When massive access to Internet became a reality, in the early 1990's, the voices of its defenders resounded with familiar words. As in the years when home video appeared, stress was laid on the possibilities it offered for the production of a contracultural discourse, its independence of ideologists and corporations, the panacea of freedom won from the bombardment of the mass media. It took us only a few years to understand that Internet could be transformed into a medium as commercial and encyclopaedic as any other, and that a medium acquires autonomy only when it is capable of generating its own discourse.
Fortunately, our time is witnessing firm steps on that path.
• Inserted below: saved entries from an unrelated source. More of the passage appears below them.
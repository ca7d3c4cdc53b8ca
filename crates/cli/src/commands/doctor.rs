//! `medibook doctor` — Diagnose system health.

use medibook_config::AppConfig;
use medibook_core::provider::Provider;
use medibook_providers::OpenAiCompatProvider;

use crate::runtime;

pub async fn run() -> Result<(), Box<dyn std::error::Error>> {
    println!("🩺 MediBook Doctor — System Diagnostics");
    println!("======================================\n");

    let mut issues = 0;

    let config_path = AppConfig::config_dir().join("config.toml");
    if !config_path.exists() {
        println!("  ⚠️  No config file — run `medibook onboard` (using defaults)");
        issues += 1;
    }

    let config = match AppConfig::load() {
        Ok(config) => {
            println!("  ✅ Config valid");
            config
        }
        Err(e) => {
            println!("  ❌ Config invalid: {e}");
            println!("\n  ⚠️  1 blocking issue found.");
            return Ok(());
        }
    };

    match runtime::load_directory(&config) {
        Ok(directory) => println!(
            "  ✅ Clinic directory: {} clinics, {} services, {} doctors",
            directory.clinics.len(),
            directory.services.len(),
            directory.doctors.len()
        ),
        Err(e) => {
            println!("  ❌ Clinic directory unusable: {e}");
            issues += 1;
        }
    }

    match OpenAiCompatProvider::from_config(&config.agent) {
        Ok(provider) => {
            println!("  ✅ API key configured");
            match provider.health_check().await {
                Ok(true) => println!("  ✅ Agent service reachable at {}", config.agent.endpoint),
                Ok(false) => {
                    println!("  ⚠️  Agent service at {} answered with an error", config.agent.endpoint);
                    issues += 1;
                }
                Err(e) => {
                    println!("  ❌ Agent service unreachable: {e}");
                    issues += 1;
                }
            }
        }
        Err(e) => {
            println!("  ⚠️  {e}");
            issues += 1;
        }
    }

    println!();
    if issues == 0 {
        println!("  🎉 All checks passed!");
    } else {
        println!("  ⚠️  {issues} issue(s) found. See above for details.");
    }

    Ok(())
}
In the work of experimental artists, programmers and designers, the net is slowly but decidedly becoming peopled by proposals defying our perceptive, semantic, linguistic and narrative conceptions coined in the heat of the analogical media. In this very year, two works using "video streaming" (video transmitted in real time by the data networks) present us with a different approximation to the audiovisual universe of Internet. Exploiting to the maximum the particularities of interaction with audiovisual materials capable of being modified in real time, both proposals investigate the construction of open, unstable and non-linear narratives and zones of navigation, based on transitory configurations and on the decisive role of the user as co-author, strengthening the qualities of the net itself.
The works were designed for Playing Field (http://playingfield.net), a collaborative project among three European institutions aimed at investigating the possibilities of creation with streaming technology specifically for Internet. The results are promising, and doubtlessly they are key works tending towards a new concept of data networks, due not only to their technical achievements but also –and fundamentally– because of their degree of involvement in the structural particularities of the medium.
THE CONSTRUCTION OF THE AUTOR
The making of In Death's Dream Kingdom was based on video footage shot in a psychiatric hospital. The difficulty of constructing meaning, proper to the persons interned in the hospital constitutes a metaphor of the structure of the site itself, the framework of which depends on the erratic wanderings of the user. In its narrative organisation the work combines the discontinuity of the hyperlinks governed by the interactor with the linear structure of videographic registers, which make up a permanently present audiovisual background. This combination makes it possible to undermine the narrative sequentiality of video through manipulation strategies that transform its temporal flow into a malleable substance, both on perceptive and fictional construction levels and at the stage of building the story. In this way, the story –or rather, the possible stories– take place within a double "spatiality" (if the dimensional metaphor can be accepted): in the extension of the story line and in the depth opened up by each exploration of the site's links. To these "spaces" is added a third one that is even less precise: the presence of other visitors activates certain objects chromatically, signalling an element of involuntary narrative incidence with specific effects on the exploration.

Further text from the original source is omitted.